Indian cuisine can be prepared best as a dairy meal, the main reason for this being the consistent use of ghee (clarified butter). This key ingredient is easily made at home by slowly heating a desired amount of butter in a saucepan and ladling off the milk solids that rise to the top. You are then left with a translucent yellowish cooking oil that is great for anything from simmering to sautéing at high heats. Without the milk solids, the clarified butter has a higher smoke point, but still maintains a rich flavor. Ghee is used in many traditional recipes and adds richness to vegetarian dishes such as dahl makhani, lentils cooked in a garlicky, buttery sauce, and chana masala, chickpeas simmered in a spicy tomato & onion base. Another ingredient that will generously diversify your Indian recipe repertoire is paneer, a traditional Indian cheese that can be made at home with only two ingredients. Paneer, with its versatile mild flavor, can be used in many ways — appetizers, main course, and desserts
Making paneer at home is easy and all you will need is a half-gallon of whole milk (preferable raw or non-homogenized), ¼ cup of lemon juice (fresh squeezed is best) and a large piece of muslin cheesecloth which you can buy at most supermarkets. Heat the whole milk in a heavy bottomed saucepan over medium heat, gently stirring occasionally. Mix the lemon juice with ¼ cup warm water and add gradually to the milk as it reaches a rolling boil. As you stir in the lemon juice, the curds will separate from the whey and you can turn off the heat at this point. Slowly strain the mixture through a sieve lined with muslin cheesecloth over the sink. Rinse your curds with cool water and then wrap tightly in the cloth and squeeze out excess liquids. Then place the wrapped curds underneath a heavy pan to press out more whey for one to two hours. If you would like to use the cheese for a main dish, you can opt to knead the curds a bit before pressing them which will help the curds to knit together more for a tofu-like texture and result.

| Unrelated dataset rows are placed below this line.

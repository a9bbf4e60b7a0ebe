//! FTSP root arbitration: sequence-number driven, lower node id wins.
//!
//! Grounded on `_ftsp_send_beacon`/`ftsp_mac_read` in
//! `examples/original_source/sys/net/clocksync/ftsp/ftsp.c`.

pub const NO_ROOT: u16 = 0xFFFF;
pub const ROOT_TIMEOUT_INTERVALS: u32 = 3;
pub const IGNORE_ROOT_MSG_INTERVALS: u32 = 4;
pub const PREFERRED_ROOT: u16 = 1;

pub struct RootState {
    pub node_id: u16,
    pub root_id: u16,
    pub seq: u16,
    pub heart_beats: u32,
}

impl RootState {
    pub fn new(node_id: u16) -> Self {
        let root_id = if node_id == PREFERRED_ROOT { node_id } else { NO_ROOT };
        RootState { node_id, root_id, seq: 0, heart_beats: 0 }
    }

    pub fn is_root(&self) -> bool {
        self.root_id == self.node_id
    }

    /// Called once per beacon-interval tick, before sending. Declares self
    /// root if no root has been heard from within `ROOT_TIMEOUT_INTERVALS`.
    pub fn on_beacon_tick(&mut self) -> bool {
        if self.root_id == NO_ROOT {
            self.heart_beats += 1;
            if self.heart_beats >= ROOT_TIMEOUT_INTERVALS {
                self.seq = 0;
                self.root_id = self.node_id;
                return true;
            }
        } else if !self.is_root() && self.heart_beats >= ROOT_TIMEOUT_INTERVALS {
            self.heart_beats = 0;
            self.root_id = self.node_id;
            self.seq += 1;
            return true;
        }
        false
    }

    /// Process a received beacon's `(id, root, seq)` triple. Returns true if
    /// this beacon should be forwarded into the sync table.
    pub fn on_beacon_received(&mut self, _sender_id: u16, sender_root: u16, sender_seq: u16) -> bool {
        let recently_self_declared = self.heart_beats < IGNORE_ROOT_MSG_INTERVALS && self.is_root();

        let accepted = if sender_root < self.root_id && !recently_self_declared {
            self.root_id = sender_root;
            self.seq = sender_seq;
            true
        } else if self.root_id == sender_root && sender_seq > self.seq {
            self.seq = sender_seq;
            true
        } else {
            false
        };

        if accepted && self.root_id < self.node_id {
            self.heart_beats = 0;
        }
        accepted
    }
}

#[cfg(test)]
mod tests {
    use super::*;

    #[test]
    fn preferred_root_declares_itself_immediately() {
        let state = RootState::new(PREFERRED_ROOT);
        assert!(state.is_root());
    }

    #[test]
    fn non_root_times_out_to_self_when_no_root_heard() {
        let mut state = RootState::new(5);
        assert!(!state.is_root());
        for _ in 0..ROOT_TIMEOUT_INTERVALS {
            state.on_beacon_tick();
        }
        assert!(state.is_root());
    }

    #[test]
    fn lower_id_root_wins_tie_break() {
        // Node 10 currently believes node 50 is root (not itself, so the
        // recently-self-declared guard doesn't apply); a beacon claiming a
        // lower root id always preempts it.
        let mut state = RootState::new(10);
        state.root_id = 50;
        let accepted = state.on_beacon_received(3, 3, 7);
        assert!(accepted);
        assert_eq!(state.root_id, 3);
        assert_eq!(state.seq, 7);
    }

    #[test]
    fn root_field_is_compared_not_sender_id() {
        // Sender id 2 is lower than the current root (50), but it is
        // forwarding a beacon whose claimed root (60) is higher: the
        // candidate must be rejected on the root field, not accepted on the
        // sender's own (lower) id.
        let mut state = RootState::new(10);
        state.root_id = 50;
        let accepted = state.on_beacon_received(2, 60, 7);
        assert!(!accepted);
        assert_eq!(state.root_id, 50);
    }

    #[test]
    fn higher_root_candidate_rejected() {
        let mut state = RootState::new(2);
        state.root_id = 2;
        let accepted = state.on_beacon_received(9, 9, 1);
        assert!(!accepted);
        assert_eq!(state.root_id, 2);
    }

    #[test]
    fn newer_sequence_from_known_root_is_accepted() {
        let mut state = RootState::new(5);
        state.root_id = 1;
        state.seq = 3;
        assert!(state.on_beacon_received(1, 1, 4));
        assert_eq!(state.seq, 4);
        assert!(!state.on_beacon_received(1, 1, 4));
    }
}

I have used this homemade cheese to make traditional Indian dishes such as palak paneer and paneer kofta, the latter being a great vegetarian substitute for meatballs in a mild curry sauce. I also think this mild cheese can forge it’s way into some considerably more traditional “Jewish” recipes as well — try it grilled or griddled with cabbage in a sweet and sour tomato sauce, sliced thin, breaded, and fried for a vegetarian schnitzel, or in place of cottage cheese in your favorite savory or sweet dairy recipes.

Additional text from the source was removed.